If you’re still playing the waiting game with the summer weather, it’s probably time to cut your losses. Again, the temperatures struggled to graze 30 degrees this year, which does nothing to quell the temptation to look further afield in the future.

The snow is soon to deftly grace the northern half of the planet, bringing boundless possibilities to beginners and experts alike for some serious sporting fun: here are four of the best places to find the snow as we approach 2017.

Whistler Blackcomb – Canada
If snow sports were religion, as they are for a lot of people, then Whistler would be one of the great pilgrimage towns – an unquestionable rite of passage for followers looking to appease the mighty snow gods and earn positive karma points for skiing in the Great Beyond.

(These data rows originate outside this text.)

use clap::Parser;
use coderelay::cli::{AskArgs, Cli, Commands, PackArgs, SplitArgs};

#[test]
fn pack_flag_parsing() {
    // Given
    let argv = vec![
        "relay", "pack", "src", "lib", "-e", "py,rs", "--exclude", "**/gen/**", "--gitignore",
        "--snapshot", "snap.json", "--quiet",
    ];

    // When
    let cmd = Cli::parse_from(argv);

    // Then
    assert!(cmd.quiet);
    match cmd.command {
        Commands::Pack(PackArgs { roots, selection, snapshot, clipboard, .. }) => {
            assert_eq!(roots.len(), 2);
            assert_eq!(selection.extensions.as_deref(), Some("py,rs"));
            assert_eq!(selection.exclude, vec!["**/gen/**"]);
            assert!(selection.gitignore);
            assert!(!selection.no_hidden);
            assert!(snapshot.is_some());
            assert!(!clipboard);
        }
        _ => panic!("expected Pack command"),
    }
}

#[test]
fn split_flag_parsing() {
    let cmd = Cli::parse_from(["relay", "--dry-run", "split", "reply.txt", "-o", "out", "-f", "--flatten"]);

    assert!(cmd.dry_run);
    match cmd.command {
        Commands::Split(SplitArgs { input, output, json }) => {
            assert!(input.reply.is_some_and(|p| p.ends_with("reply.txt")));
            assert!(!input.stdin);
            assert!(output.force);
            assert!(output.flatten);
            assert!(!output.unescape_xml);
            assert!(!json);
        }
        _ => panic!("expected Split command"),
    }
}

#[test]
fn ask_flag_parsing() {
    let cmd = Cli::parse_from([
        "relay", "ask", "add a test", "-s", "src", "-s", "tests", "--write", "--session", "last",
        "-m", "big-model",
    ]);

    match cmd.command {
        Commands::Ask(AskArgs { instruction, write, session, .. }) => {
            assert_eq!(instruction, "add a test");
            assert!(write);
            assert_eq!(session.sources.len(), 2);
            assert_eq!(session.session.as_deref(), Some("last"));
            assert_eq!(session.model.as_deref(), Some("big-model"));
        }
        _ => panic!("expected Ask command"),
    }
}

#[test]
fn pack_requires_a_root() {
    assert!(Cli::try_parse_from(["relay", "pack"]).is_err());
}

Snow is well-known to be the lifeblood of Canada and Whistler, 75 miles north of Vancouver, has it in abundance. The vast fields of snow atop Whistler and its sister mountain, Blackcomb, make up the largest ski resort in North America. The veins of the mountains run in long chutes of snow from head to toe; starting at peaks topping 2,000 metres and ending miles below at town-level.

Feet in running shoes on the background of snow-covered mountain landscape, view from the mountain cable car

There are more than 200 possible runs shared between Whistler and Blackcomb, all spanning the gamut of difficulties, from gentle slopes for the kids to the death-defying slaloms of Spanky’s Ladder and the Whistler Bowl, where even the chairlift to the start provides more than a tickle of adrenaline.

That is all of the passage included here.